In a letter sent to California
growers in late 2005, Brackett wrote, "FDA is aware of 18 outbreaks of foodborne illness since 1995 caused by (E. coli bacteria)
for which fresh or fresh-cut lettuce was implicated . . . In one additional case, fresh-cut spinach was implicated. These
19 outbreaks account for approximately 409 reported cases of illness and two deaths.''
"We know that there are still problems out in those fields,'' Brackett said in an interview
last week. "We knew there had been a problem, but we never and probably still could not pinpoint where the problem was. We
could have that capability, but not at this point.''
According to Caroline Smith DeWaal, who heads the Center for Science and the Public Interest,
a consumer advocacy group, "When budgets are tight ... the food program at FDA gets hit the hardest.''
In next year's budget, passed amid contamination problems in spinach, tomatoes and lettuce,
Congress has voted FDA a $10 million increase to improve food safety, DeWaal said. The Agriculture Department, which monitors
meat, poultry and eggs and keeps inspectors in every processing plant, got an increase 10 times that amount to help pay for
its inspection programs. The FDA visits problem food plants about once a year, the rest far less frequently, Brackett said.
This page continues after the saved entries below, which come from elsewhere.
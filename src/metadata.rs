pub const DEFAULT_SET_LABEL: &str = "Set A";
pub const UNKNOWN_STUDENT: &str = "Unknown";

/// Text read off the sheet header: who took the test and which variant they had.
/// Recognition itself happens outside this crate; these are the strings it
/// produced, possibly noisy.
#[derive(Clone, Debug, PartialEq, Eq)]
pub struct SheetMetadata {
    pub student_name: String,
    pub set_label: String,
}

impl SheetMetadata {
    pub fn new(student_name: Option<&str>, set_label: Option<&str>) -> Self {
        let student_name = match student_name.map(str::trim) {
            Some(name) if !name.is_empty() => name.to_string(),
            _ => UNKNOWN_STUDENT.to_string(),
        };
        let set_label = match set_label.map(str::trim) {
            Some(label) if !label.is_empty() => label.to_string(),
            _ => DEFAULT_SET_LABEL.to_string(),
        };
        Self {
            student_name,
            set_label,
        }
    }
}

fn compact(text: &str) -> String {
    text.chars()
        .filter(|c| !c.is_whitespace())
        .flat_map(char::to_lowercase)
        .collect()
}

/// Maps a recognized set label onto one of the workbook's sheet names, ignoring
/// case and whitespace, so `"SET  b\n"` and `"Setb"` both become `"Set B"`.
/// When several sheet names appear in the label the longest one wins. Labels
/// matching no sheet are returned trimmed.
pub fn normalize_set_label(raw: &str, sheet_names: &[String]) -> String {
    let label = compact(raw);
    sheet_names
        .iter()
        .map(|name| (name, compact(name)))
        .filter(|(_, compacted)| !compacted.is_empty() && label.contains(compacted.as_str()))
        .max_by_key(|(_, compacted)| compacted.len())
        .map(|(name, _)| name.clone())
        .unwrap_or_else(|| raw.trim().to_string())
}

#[cfg(test)]
mod test {
    use super::*;

    fn sheets() -> Vec<String> {
        vec!["Set A".to_string(), "Set B".to_string()]
    }

    #[test]
    fn test_normalize_set_label() {
        assert_eq!(normalize_set_label("Set B", &sheets()), "Set B");
        assert_eq!(normalize_set_label("  SET  b\n", &sheets()), "Set B");
        assert_eq!(normalize_set_label("setb", &sheets()), "Set B");
        assert_eq!(normalize_set_label("Test Set A:", &sheets()), "Set A");
        assert_eq!(normalize_set_label(" Set C ", &sheets()), "Set C");
        assert_eq!(normalize_set_label("Set B", &[]), "Set B");
    }

    #[test]
    fn test_normalize_prefers_longest_match() {
        let sheets = vec!["A".to_string(), "Set A".to_string()];
        assert_eq!(normalize_set_label("set a", &sheets), "Set A");
    }

    #[test]
    fn test_metadata_defaults() {
        let metadata = SheetMetadata::new(None, Some("  "));
        assert_eq!(metadata.student_name, UNKNOWN_STUDENT);
        assert_eq!(metadata.set_label, DEFAULT_SET_LABEL);

        let metadata = SheetMetadata::new(Some(" Ada Lovelace "), Some("Set B"));
        assert_eq!(metadata.student_name, "Ada Lovelace");
        assert_eq!(metadata.set_label, "Set B");
    }
}
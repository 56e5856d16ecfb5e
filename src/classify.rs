use std::collections::BTreeMap;

use image::GrayImage;
use imageproc::{drawing::draw_polygon_mut, point::Point};
use logging_timer::time;
use rayon::prelude::*;

use crate::bubbles::BubbleCandidate;
use crate::config::MarkThresholds;
use crate::image_utils::WHITE;
use crate::layout::Question;
use crate::types::{OptionLetter, QuestionNumber};

/// Detected option per answered question. Unanswered questions are absent.
pub type StudentAnswers = BTreeMap<QuestionNumber, OptionLetter>;

/// Classification outcome for one question.
#[derive(Clone, Debug, PartialEq)]
pub struct QuestionMark {
    pub number: QuestionNumber,
    pub fill_ratios: Vec<f64>,
    pub choice: Option<OptionLetter>,
}

/// Foreground mask pixels inside the bubble's filled contour divided by the
/// contour's area. Degenerate contours have a ratio of zero.
pub fn fill_ratio(mask: &GrayImage, bubble: &BubbleCandidate) -> f64 {
    if bubble.points.len() < 3 || bubble.area <= 0.0 {
        return 0.0;
    }

    let bounds = bubble.bounds;
    let local_points = bubble
        .points
        .iter()
        .map(|p| Point::new(p.x - bounds.left(), p.y - bounds.top()))
        .collect::<Vec<Point<i32>>>();
    let mut inside = GrayImage::new(bounds.width(), bounds.height());
    draw_polygon_mut(&mut inside, &local_points, WHITE);

    let filled = inside
        .enumerate_pixels()
        .filter(|(_, _, pixel)| **pixel == WHITE)
        .filter(|(x, y, _)| {
            let mx = bounds.left() + *x as i32;
            let my = bounds.top() + *y as i32;
            mx >= 0
                && my >= 0
                && (mx as u32) < mask.width()
                && (my as u32) < mask.height()
                && *mask.get_pixel(mx as u32, my as u32) == WHITE
        })
        .count();

    filled as f64 / bubble.area
}

/// Picks the option with the highest fill ratio, provided it is strictly above
/// `threshold`. Equal ratios go to the earliest option.
pub fn choose_option(fill_ratios: &[f64], threshold: f64) -> Option<usize> {
    let mut best: Option<(usize, f64)> = None;
    for (index, &ratio) in fill_ratios.iter().enumerate() {
        if ratio <= threshold || ratio.is_nan() {
            continue;
        }
        match best {
            Some((_, best_ratio)) if ratio <= best_ratio => {}
            _ => best = Some((index, ratio)),
        }
    }
    best.map(|(index, _)| index)
}

pub fn classify_question(mask: &GrayImage, question: &Question, thresholds: &MarkThresholds) -> QuestionMark {
    let fill_ratios = question
        .bubbles
        .iter()
        .map(|bubble| fill_ratio(mask, bubble))
        .collect::<Vec<f64>>();
    let choice = choose_option(&fill_ratios, thresholds.fill).map(OptionLetter::from_index);
    QuestionMark {
        number: question.number,
        fill_ratios,
        choice,
    }
}

/// Classifies every question in parallel. The result keeps the input order.
#[time]
pub fn classify_questions(
    mask: &GrayImage,
    questions: &[Question],
    thresholds: &MarkThresholds,
) -> Vec<QuestionMark> {
    questions
        .par_iter()
        .map(|question| classify_question(mask, question, thresholds))
        .collect()
}

pub fn student_answers(marks: &[QuestionMark]) -> StudentAnswers {
    marks
        .iter()
        .filter_map(|mark| mark.choice.map(|choice| (mark.number, choice)))
        .collect()
}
William Hubbard, who retired as associate commissioner of the FDA in 2005 and founded the
advocacy group Coalition for a Stronger FDA, said that when he joined the agency in the 1970s, its food safety arm claimed
half its budget and personnel.
"Now it's about a quarter ... at a time in which the problems have grown, the size of the
industry has grown and imports of food have skyrocketed,'' Hubbard said.